Song of the Day: Teo Macero “Out Of Loneliness”
Best known as Miles Davis‘ long-serving producer and tape editor at Columbia Records, Teo Macero was a formidable composer and arranger in his own right as well. His talents were made abundantly clear on his 1980 LP Teo. While Macero had released a number of LPs under his own name over the years, on Teo, he was given the budget to hire a string section and the results are impressive on his gorgeous composition, “Out Of Loneliness”. Featuring a lead line by the great alto player, Lee Konitz, Macero gently envelopes proceedings with an almost Morricone-esque neo-romantic string arrangement and some discreetly punchy percussion. The track ends up sounding like a great lost theme to a ’70s Italian crime film or melodrama.

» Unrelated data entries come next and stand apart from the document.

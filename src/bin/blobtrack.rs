//! blobtrack CLI: run the color tracker over a live stream or recorded frames.

use std::io::{self, BufWriter, Write};
use std::ops::ControlFlow;
use std::path::{Path, PathBuf};

use blobtrack_rs::{
    ColorRange, FrameSource, ImageSequenceSource, Mission, RawStreamSource, RecordingController,
    SourceError, TrackerConfig, TrackerPipeline, integration::frame_to_rgb_image,
};
use clap::{Parser, Subcommand};
use log::{LevelFilter, info};

type CliError = Box<dyn std::error::Error>;
type CliResult<T> = Result<T, CliError>;

#[derive(Parser)]
#[command(name = "blobtrack")]
#[command(about = "Track a colored blob and report its offset from the frame centre")]
#[command(version)]
struct Cli {
    /// Increase log verbosity (-v debug, -vv trace).
    #[arg(short, long, action = clap::ArgAction::Count, global = true)]
    verbose: u8,

    #[command(subcommand)]
    command: Commands,
}

#[derive(Subcommand)]
enum Commands {
    /// Track frames and print one JSON result per line.
    Track {
        /// Directory of recorded frames; reads raw BGR24 frames from stdin when omitted.
        #[arg(long)]
        video: Option<PathBuf>,

        /// Raw stream frame width in pixels.
        #[arg(long, default_value_t = 640)]
        width: usize,

        /// Raw stream frame height in pixels.
        #[arg(long, default_value_t = 480)]
        height: usize,

        /// Width recorded frames are scaled to (0 keeps the original size).
        #[arg(long, default_value_t = 600)]
        resize_width: u32,

        /// Tracker configuration (JSON).
        #[arg(long)]
        config: Option<PathBuf>,

        /// Color preset overriding the configured range (blue, green, orange, red).
        #[arg(long)]
        color: Option<String>,

        /// Landing radius in pixels overriding the configured one.
        #[arg(long)]
        landing_radius: Option<f64>,

        /// Directory to write annotated frames (PNG) to.
        #[arg(long)]
        output: Option<PathBuf>,
    },
    /// Dry-run the demo flight mission and print its commands.
    Mission {
        /// Move distance in centimetres.
        #[arg(long, default_value_t = 100)]
        distance: u32,
    },
}

fn main() -> CliResult<()> {
    let cli = Cli::parse();

    let level = match cli.verbose {
        0 => LevelFilter::Info,
        1 => LevelFilter::Debug,
        _ => LevelFilter::Trace,
    };
    env_logger::Builder::from_default_env()
        .filter_level(level)
        .init();

    match cli.command {
        Commands::Track {
            video,
            width,
            height,
            resize_width,
            config,
            color,
            landing_radius,
            output,
        } => {
            let mut tracker_config = match config {
                Some(path) => TrackerConfig::from_json_file(&path)?,
                None => TrackerConfig::default(),
            };
            if let Some(name) = color {
                tracker_config.color_range = ColorRange::preset(&name)
                    .ok_or_else(|| -> CliError { format!("unknown color preset: {name}").into() })?;
            }
            if let Some(radius) = landing_radius {
                tracker_config.landing_radius = radius;
            }
            tracker_config.validate()?;

            let source: Box<dyn FrameSource<Error = SourceError>> = match video {
                Some(dir) => {
                    Box::new(ImageSequenceSource::from_dir(dir)?.with_resize_width(resize_width))
                }
                None => Box::new(RawStreamSource::new(io::stdin().lock(), height, width)?),
            };
            run_track(source, tracker_config, output.as_deref())
        }
        Commands::Mission { distance } => {
            let mut controller = RecordingController::new();
            Mission::demo(distance).run(&mut controller)?;
            for command in controller.executed() {
                println!("{command}");
            }
            Ok(())
        }
    }
}

fn run_track(
    source: Box<dyn FrameSource<Error = SourceError>>,
    config: TrackerConfig,
    output: Option<&Path>,
) -> CliResult<()> {
    if let Some(dir) = output {
        std::fs::create_dir_all(dir)?;
    }

    let mut pipeline = TrackerPipeline::new(source, config);
    let mut stdout = BufWriter::new(io::stdout().lock());
    let mut failure: Option<CliError> = None;
    let mut index = 0usize;

    pipeline.run(|tracker, tracked| {
        let step = (|| -> CliResult<()> {
            writeln!(stdout, "{}", serde_json::to_string(&tracked.result)?)?;
            if let Some(dir) = output {
                let annotated = tracker.draw_arrows(tracked.frame);
                let path = dir.join(format!("frame_{index:06}.png"));
                frame_to_rgb_image(&annotated).save(&path)?;
            }
            Ok(())
        })();
        index += 1;
        match step {
            Ok(()) => ControlFlow::Continue(()),
            Err(err) => {
                failure = Some(err);
                ControlFlow::Break(())
            }
        }
    })?;

    stdout.flush()?;
    if let Some(err) = failure {
        return Err(err);
    }
    info!("tracked {} frames", pipeline.frame_count());
    Ok(())
}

Teo Macero was born in Glens Falls, NY in 1925. He served in the Navy during World War II and, following the war, enrolled in the Juilliard School of Music in New York City where he earned both his BA and a Master’s Degree. He swiftly fell in with the New York Jazz scene, taking particular interest int he thornier and more avant-garde elements of what was going on around the City. He formed a friendship with bassist/ composer Charles Mingus and co-founded the Jazz Composer’s Workshop alongside Mingus which helped to incubate emerging talent. Macero gigged with Mingus as an alto sax player and worked on his own compositions. He helped pioneer third-stream music (a fusion of classical and jazz), scored a number of experimental films and released the odd record here and there.
In 1957, he was picked up by Columbia as a producer where he worked on hundreds of albums by many of the greats of jazz, including (the aforementioned) Charles Mingus, Duke Ellington, Thelonious Monk, Count Basie, and of course, Miles Davis among others. Fans of Miles with remember the bit of tape left at the end of the Miles Smiles LP in which you can hear Miles, in his trademark rasp, saying “Teo! Teo! Play That!”
Macero continued to work for Columbia as a producer and released his own music for decades. He died in 2008 at the age of 82, leaving behind a long and rich career in jazz. Macero had a hand in so many classic jazz LPs he approaches famed Blue Note and Verve recording engineer Rudy Van Gelder for enabling so much great jazz to be recorded. In this way, Teo Macero is one of the most important behind-the-scenes figures in jazz music. He deserves to also be known for his own, often wonderful, compositions.